* YOUR ASSIGNMENT *
Can the data below be echoed back word for word?

* EXERCISE MATERIAL *
/---
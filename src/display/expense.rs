//! Expense history formatting

use tabled::settings::object::Columns;
use tabled::settings::{Alignment, Modify, Style};
use tabled::{Table, Tabled};

use crate::models::{format_amount, ExpenseRecord};

#[derive(Tabled)]
struct ExpenseRow {
    #[tabled(rename = "ID")]
    id: i64,
    #[tabled(rename = "Date")]
    date: String,
    #[tabled(rename = "Category")]
    category: String,
    #[tabled(rename = "Amount")]
    amount: String,
}

impl ExpenseRow {
    fn from_record(record: &ExpenseRecord, currency: &str, date_format: &str) -> Self {
        Self {
            id: record.id.get(),
            date: record.date.format(date_format).to_string(),
            category: record.category.to_string(),
            amount: format_amount(record.amount, currency),
        }
    }
}

/// Render the expense history as a table, one row per record in storage order
pub fn format_expense_table(records: &[ExpenseRecord], currency: &str, date_format: &str) -> String {
    if records.is_empty() {
        return "No expenses recorded yet.\n\nAdd one with 'splitify add <CATEGORY> <AMOUNT> [--date YYYY-MM-DD]'."
            .to_string();
    }

    let rows: Vec<ExpenseRow> = records
        .iter()
        .map(|r| ExpenseRow::from_record(r, currency, date_format))
        .collect();

    let mut table = Table::new(rows);
    table
        .with(Style::rounded())
        .with(Modify::new(Columns::last()).with(Alignment::right()));
    table.to_string()
}

#[cfg(test)]
mod tests {
    use super::*;
    use crate::models::{Category, ExpenseId};
    use chrono::NaiveDate;

    #[test]
    fn test_empty_history() {
        let output = format_expense_table(&[], "₹", "%Y-%m-%d");
        assert!(output.starts_with("No expenses recorded yet."));
        assert!(output.contains("splitify add <CATEGORY> <AMOUNT> [--date YYYY-MM-DD]"));
    }

    #[test]
    fn test_history_rows() {
        let records = vec![
            ExpenseRecord {
                id: ExpenseId::new(1),
                date: NaiveDate::from_ymd_opt(2025, 1, 15).unwrap(),
                category: Category::Transport,
                amount: 1250.0,
            },
            ExpenseRecord {
                id: ExpenseId::new(2),
                date: NaiveDate::from_ymd_opt(2025, 1, 16).unwrap(),
                category: Category::Food,
                amount: 80.5,
            },
        ];

        let output = format_expense_table(&records, "₹", "%Y-%m-%d");
        assert!(output.contains("Category"));
        assert!(output.contains("2025-01-15"));
        assert!(output.contains("Transport"));
        assert!(output.contains("₹1,250.00"));
        assert!(output.contains("₹80.50"));

        let first = output.find("Transport").unwrap();
        let second = output.find("Food").unwrap();
        assert!(first < second);
    }
}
\---
* REPLY *
filename src/display/expense.rs
//! Expense history formatting

use tabled::settings::object::Columns;
use tabled::settings::{Alignment, Modify, Style};
use tabled::{Table, Tabled};

use crate::models::{format_amount, ExpenseRecord};

#[derive(Tabled)]
struct ExpenseRow {
    #[tabled(rename = "ID")]
    id: i64,
    #[tabled(rename = "Date")]
    date: String,
    #[tabled(rename = "Category")]
    category: String,
    #[tabled(rename = "Amount")]
    amount: String,
}

impl ExpenseRow {
    fn from_record(record: &ExpenseRecord, currency: &str, date_format: &str) -> Self {
        Self {
            id: record.id.get(),
            date: record.date.format(date_format).to_string(),
            category: record.category.to_string(),
            amount: format_amount(record.amount, currency),
        }
    }
}

/// Render the expense history as a table, one row per record in storage order
pub fn format_expense_table(records: &[ExpenseRecord], currency: &str, date_format: &str) -> String {
    if records.is_empty() {
        return "No expenses recorded yet.\n\nAdd one with 'splitify add <CATEGORY> <AMOUNT> [--date YYYY-MM-DD]'."
            .to_string();
    }

    let rows: Vec<ExpenseRow> = records
        .iter()
        .map(|r| ExpenseRow::from_record(r, currency, date_format))
        .collect();

    let mut table = Table::new(rows);
    table
        .with(Style::rounded())
        .with(Modify::new(Columns::last()).with(Alignment::right()));
    table.to_string()
}

#[cfg(test)]
mod tests {
    use super::*;
    use crate::models::{Category, ExpenseId};
    use chrono::NaiveDate;

    #[test]
    fn test_empty_history() {
        let output = format_expense_table(&[], "₹", "%Y-%m-%d");
        assert!(output.starts_with("No expenses recorded yet."));
        assert!(output.contains("splitify add <CATEGORY> <AMOUNT> [--date YYYY-MM-DD]"));
    }

    #[test]
    fn test_history_rows() {
        let records = vec![
            ExpenseRecord {
                id: ExpenseId::new(1),
                date: NaiveDate::from_ymd_opt(2025, 1, 15).unwrap(),
                category: Category::Transport,
                amount: 1250.0,
            },
            ExpenseRecord {
                id: ExpenseId::new(2),
                date: NaiveDate::from_ymd_opt(2025, 1, 16).unwrap(),
                category: Category::Food,
                amount: 80.5,
            },
        ];

        let output = format_expense_table(&records, "₹", "%Y-%m-%d");
        assert!(output.contains("Category"));
        assert!(output.contains("2025-01-15"));
        assert!(output.contains("Transport"));
        assert!(output.contains("₹1,250.00"));
        assert!(output.contains("₹80.50"));

        let first = output.find("Transport").unwrap();
        let second = output.find("Food").unwrap();
        assert!(first < second);
    }
}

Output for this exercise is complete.